Rewilding is being practices on a large scale, it did not happen overnight, there is a large amount of scholarly work that will be the basis of what Professor Bakker will consider in her own research.

What I can do for the occasion is make a Scholia for the conference? I can add more citations to papers, I can attribute papers to scholars. The bottom line for citations is that they are an invite to read more papers, to get to a better understanding of what is considered. Providing a better understanding of rewilding is the role Professor Bakker. When the public is to understand subjects like rewilding, ecology Wikipedia is the first place people go to. Its references can now link to Wikidata but from there it is still a huge step to a Scholia for a paper and better understanding of a paper.

When the subject matter of rewilding is to be more inclusively covered in Wikidata, it follows that the ecology of Wikidata has to play its role. It consists of items, properties and qualifiers. It has its data with  bots and users all iterating on. Applying this ecology for a purpose is a challenge.

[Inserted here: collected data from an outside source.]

//! Domain error types for the Solution Catalog module.

use solution_catalog_sdk::SolutionCatalogError;
use thiserror::Error;

/// Domain-level errors for the Solution Catalog module.
#[derive(Error, Debug)]
pub enum DomainError {
    /// No module with the given identifier exists in the catalog.
    #[error("Module not found: {0}")]
    ModuleNotFound(String),

    /// No solution with the given identifier exists.
    #[error("Solution not found: {0}")]
    SolutionNotFound(String),

    /// The solution exists but has no environment with the given identifier.
    #[error("Environment not found: {environment_id} in solution {solution_id}")]
    EnvironmentNotFound {
        solution_id: String,
        environment_id: String,
    },

    /// Modules may only be installed into development environments.
    #[error("Environment {environment_id} is not a development environment")]
    NotDevelopmentEnvironment { environment_id: String },

    /// The module is already present in the target environment.
    #[error("Module {module_id} is already installed in environment {environment_id}")]
    ModuleAlreadyInstalled {
        environment_id: String,
        module_id: String,
    },

    /// The input is malformed.
    #[error("Validation failed: {0}")]
    Validation(String),

    /// An internal error occurred.
    #[error("Internal error: {0}")]
    Internal(#[from] anyhow::Error),
}

impl DomainError {
    #[must_use]
    pub fn module_not_found(module_id: impl Into<String>) -> Self {
        Self::ModuleNotFound(module_id.into())
    }

    #[must_use]
    pub fn solution_not_found(solution_id: impl Into<String>) -> Self {
        Self::SolutionNotFound(solution_id.into())
    }

    #[must_use]
    pub fn environment_not_found(
        solution_id: impl Into<String>,
        environment_id: impl Into<String>,
    ) -> Self {
        Self::EnvironmentNotFound {
            solution_id: solution_id.into(),
            environment_id: environment_id.into(),
        }
    }

    #[must_use]
    pub fn not_development(environment_id: impl Into<String>) -> Self {
        Self::NotDevelopmentEnvironment {
            environment_id: environment_id.into(),
        }
    }

    #[must_use]
    pub fn already_installed(
        environment_id: impl Into<String>,
        module_id: impl Into<String>,
    ) -> Self {
        Self::ModuleAlreadyInstalled {
            environment_id: environment_id.into(),
            module_id: module_id.into(),
        }
    }

    #[must_use]
    pub fn validation(message: impl Into<String>) -> Self {
        Self::Validation(message.into())
    }

    /// Returns `true` for any of the not-found variants.
    #[must_use]
    pub const fn is_not_found(&self) -> bool {
        matches!(
            self,
            Self::ModuleNotFound(_) | Self::SolutionNotFound(_) | Self::EnvironmentNotFound { .. }
        )
    }
}

impl From<DomainError> for SolutionCatalogError {
    fn from(e: DomainError) -> Self {
        let message = e.to_string();
        match e {
            DomainError::ModuleNotFound(_)
            | DomainError::SolutionNotFound(_)
            | DomainError::EnvironmentNotFound { .. } => Self::not_found(message),
            DomainError::NotDevelopmentEnvironment { .. } => Self::invalid_operation(message),
            DomainError::ModuleAlreadyInstalled { .. } => Self::conflict(message),
            DomainError::Validation(msg) => Self::validation(msg),
            DomainError::Internal(e) => Self::internal(e.to_string()),
        }
    }
}

#[cfg(test)]
mod tests {
    use super::*;

    #[test]
    fn test_error_constructors() {
        assert!(matches!(
            DomainError::module_not_found("m"),
            DomainError::ModuleNotFound(_)
        ));
        assert!(matches!(
            DomainError::solution_not_found("s"),
            DomainError::SolutionNotFound(_)
        ));
        assert!(matches!(
            DomainError::environment_not_found("s", "e"),
            DomainError::EnvironmentNotFound { .. }
        ));
        assert!(matches!(
            DomainError::not_development("prod"),
            DomainError::NotDevelopmentEnvironment { .. }
        ));
        assert!(matches!(
            DomainError::already_installed("dev-1", "m"),
            DomainError::ModuleAlreadyInstalled { .. }
        ));
    }

    #[test]
    fn test_is_not_found() {
        assert!(DomainError::module_not_found("m").is_not_found());
        assert!(DomainError::solution_not_found("s").is_not_found());
        assert!(DomainError::environment_not_found("s", "e").is_not_found());
        assert!(!DomainError::not_development("prod").is_not_found());
        assert!(!DomainError::validation("blank").is_not_found());
    }

    #[test]
    fn test_domain_to_sdk_error_conversion() {
        let sdk_err: SolutionCatalogError = DomainError::solution_not_found("s").into();
        assert!(sdk_err.is_not_found());

        let sdk_err: SolutionCatalogError = DomainError::environment_not_found("s", "e").into();
        assert!(sdk_err.is_not_found());

        let sdk_err: SolutionCatalogError = DomainError::not_development("prod").into();
        assert!(sdk_err.is_invalid_operation());

        let sdk_err: SolutionCatalogError = DomainError::already_installed("dev-1", "m").into();
        assert!(sdk_err.is_conflict());

        let sdk_err: SolutionCatalogError = DomainError::validation("blank name").into();
        assert_eq!(sdk_err, SolutionCatalogError::Validation("blank name".to_owned()));

        let sdk_err: SolutionCatalogError = DomainError::Internal(anyhow::anyhow!("boom")).into();
        assert!(matches!(sdk_err, SolutionCatalogError::Internal(_)));
    }

    #[test]
    fn test_error_display() {
        assert_eq!(
            DomainError::environment_not_found("customer-a-core", "qa").to_string(),
            "Environment not found: qa in solution customer-a-core"
        );
        assert_eq!(
            DomainError::already_installed("dev-1", "kafka").to_string(),
            "Module kafka is already installed in environment dev-1"
        );
        assert_eq!(
            DomainError::not_development("prod").to_string(),
            "Environment prod is not a development environment"
        );
    }
}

As a paper like "Wild Steps in a semi-wild setting? Habitat selection and behavior of European bison reintroduced to an enclosure in an anthropogenic landscape" has no references in Wikidata, there is not much in its Scholia. Compare that to this paper where references exist to all the cited papers. Wikidata provides a rabbit hole that can help bring context to subjects, authors and papers. What to do for rewilding is very much a collective challenge.